* [What to do]:
Copy out each line of the listing that has the word "round" in it.

* [Provided data]:

◇ ◇ ◇

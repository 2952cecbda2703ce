//! Control-flow graph simplification
//!
//! - Branches on a known condition become jumps
//! - Blocks unreachable from the entry are deleted
//! - Jumps through empty blocks are threaded to their destination
//! - A block that is the only predecessor of its jump target absorbs it
//!
//! Phi operands are pruned whenever an edge disappears so that every phi
//! keeps exactly one entry per predecessor.

use super::{for_each_function, OptPass};
use crate::compiler::ir::{
    BasicBlockId, IrConstant, IrFunction, IrInstr, IrModule, IrType, Register, RegisterId, Terminator,
};
use rustc_hash::{FxHashMap, FxHashSet};

pub struct SimplifyCfg;

impl OptPass for SimplifyCfg {
    fn name(&self) -> &str {
        "SimplifyCFG"
    }

    fn run(&self, module: &mut IrModule) -> bool {
        for_each_function(module, simplify_cfg)
    }
}

fn simplify_cfg(func: &mut IrFunction) -> bool {
    if func.is_empty() {
        return false;
    }
    let mut changed = fold_branches(func);
    loop {
        let mut round = remove_unreachable(func);
        round |= thread_empty_blocks(func);
        round |= merge_blocks(func);
        if !round {
            break;
        }
        changed = true;
    }
    changed
}

// ============================================================================
// Branch folding
// ============================================================================

fn truthiness(reg: &Register, constants: &FxHashMap<RegisterId, IrConstant>) -> Option<bool> {
    if let Some(c) = constants.get(&reg.id) {
        return Some(c.is_truthy());
    }
    if reg.ty.is_none() {
        None
    } else if reg.ty.is_subset_of(IrType::NULLISH) {
        Some(false)
    } else if reg.ty.is_object() {
        Some(true)
    } else {
        None
    }
}

fn nullness(reg: &Register, constants: &FxHashMap<RegisterId, IrConstant>) -> Option<bool> {
    if let Some(c) = constants.get(&reg.id) {
        return Some(c.is_nullish());
    }
    if reg.ty.is_none() {
        None
    } else if reg.ty.is_subset_of(IrType::NULLISH) {
        Some(true)
    } else if !reg.ty.can_be(IrType::NULLISH) {
        Some(false)
    } else {
        None
    }
}

fn fold_branches(func: &mut IrFunction) -> bool {
    let constants: FxHashMap<RegisterId, IrConstant> = func
        .instructions()
        .filter_map(|i| match i {
            IrInstr::Const { dest, value } => Some((dest.id, value.clone())),
            _ => None,
        })
        .collect();

    let mut changed = false;
    for block in func.blocks_mut() {
        let target = match &block.terminator {
            Terminator::Branch {
                cond,
                then_block,
                else_block,
            } => {
                if then_block == else_block {
                    Some(*then_block)
                } else {
                    truthiness(cond, &constants).map(|t| if t { *then_block } else { *else_block })
                }
            }
            Terminator::BranchIfNull {
                value,
                null_block,
                not_null_block,
            } => nullness(value, &constants).map(|n| if n { *null_block } else { *not_null_block }),
            _ => None,
        };
        if let Some(target) = target {
            block.terminator = Terminator::Jump(target);
            changed = true;
        }
    }
    if changed {
        prune_phis(func);
    }
    changed
}

// ============================================================================
// Reachability
// ============================================================================

/// Drop phi entries for blocks that are no longer predecessors
fn prune_phis(func: &mut IrFunction) {
    let preds = func.predecessors();
    for block in func.blocks_mut() {
        let Some(block_preds) = preds.get(&block.id) else {
            continue;
        };
        for instr in &mut block.instructions {
            if let IrInstr::Phi { sources, .. } = instr {
                sources.retain(|(pred, _)| block_preds.contains(pred));
            }
        }
    }
}

fn remove_unreachable(func: &mut IrFunction) -> bool {
    let reachable: FxHashSet<BasicBlockId> = func.reverse_postorder().into_iter().collect();
    if reachable.len() == func.block_count() {
        return false;
    }
    func.retain_blocks(|b| reachable.contains(&b.id));
    prune_phis(func);
    true
}

// ============================================================================
// Threading and merging
// ============================================================================

fn thread_empty_blocks(func: &mut IrFunction) -> bool {
    let entry = func.entry_block;
    let candidates: Vec<(BasicBlockId, BasicBlockId)> = func
        .blocks()
        .filter(|b| b.id != entry && b.instructions.is_empty())
        .filter_map(|b| match b.terminator {
            Terminator::Jump(target) if target != b.id => Some((b.id, target)),
            _ => None,
        })
        .collect();

    let mut changed = false;
    for (empty, target) in candidates {
        let preds = func.predecessors();
        let empty_preds = preds.get(&empty).cloned().unwrap_or_default();
        if empty_preds.is_empty() || empty_preds.contains(&target) {
            continue;
        }
        let target_preds = preds.get(&target).cloned().unwrap_or_default();
        let target_has_phis = func
            .get_block(target)
            .map_or(false, |b| b.phis().next().is_some());
        // A predecessor already feeding the target would need two phi values
        if target_has_phis && empty_preds.iter().any(|p| target_preds.contains(p)) {
            continue;
        }

        for pred in &empty_preds {
            if let Some(block) = func.get_block_mut(*pred) {
                block.terminator.replace_successor(empty, target);
            }
        }
        if let Some(block) = func.get_block_mut(target) {
            for instr in &mut block.instructions {
                if let IrInstr::Phi { sources, .. } = instr {
                    let Some(pos) = sources.iter().position(|(p, _)| *p == empty) else {
                        continue;
                    };
                    let (_, value) = sources.remove(pos);
                    sources.extend(empty_preds.iter().map(|p| (*p, value)));
                }
            }
        }
        changed = true;
    }
    changed
}

fn merge_blocks(func: &mut IrFunction) -> bool {
    let mut changed = false;
    while let Some((pred, succ)) = find_mergeable(func) {
        let Some(absorbed) = func.get_block(succ).cloned() else {
            break;
        };
        func.retain_blocks(|b| b.id != succ);

        let mut moved = Vec::with_capacity(absorbed.instructions.len());
        for instr in absorbed.instructions {
            match instr {
                // Single predecessor: the phi is a copy
                IrInstr::Phi { dest, sources } => {
                    if let Some((_, src)) = sources.first() {
                        moved.push(IrInstr::Move { dest, src: *src });
                    }
                }
                other => moved.push(other),
            }
        }
        let successors = absorbed.terminator.successors();
        if let Some(block) = func.get_block_mut(pred) {
            block.instructions.extend(moved);
            block.terminator = absorbed.terminator;
        }
        for next in successors {
            if let Some(block) = func.get_block_mut(next) {
                for instr in &mut block.instructions {
                    if let IrInstr::Phi { sources, .. } = instr {
                        for (p, _) in sources.iter_mut() {
                            if *p == succ {
                                *p = pred;
                            }
                        }
                    }
                }
            }
        }
        changed = true;
    }
    changed
}

fn find_mergeable(func: &IrFunction) -> Option<(BasicBlockId, BasicBlockId)> {
    let preds = func.predecessors();
    func.blocks().find_map(|block| {
        let Terminator::Jump(succ) = block.terminator else {
            return None;
        };
        let single_pred = preds.get(&succ).map_or(false, |p| p.as_slice() == [block.id]);
        (succ != block.id && succ != func.entry_block && single_pred).then_some((block.id, succ))
    })
}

◇ ◇ ◇

* [Response]:
        let mut round = remove_unreachable(func);
        round |= thread_empty_blocks(func);
        round |= merge_blocks(func);
        if !round {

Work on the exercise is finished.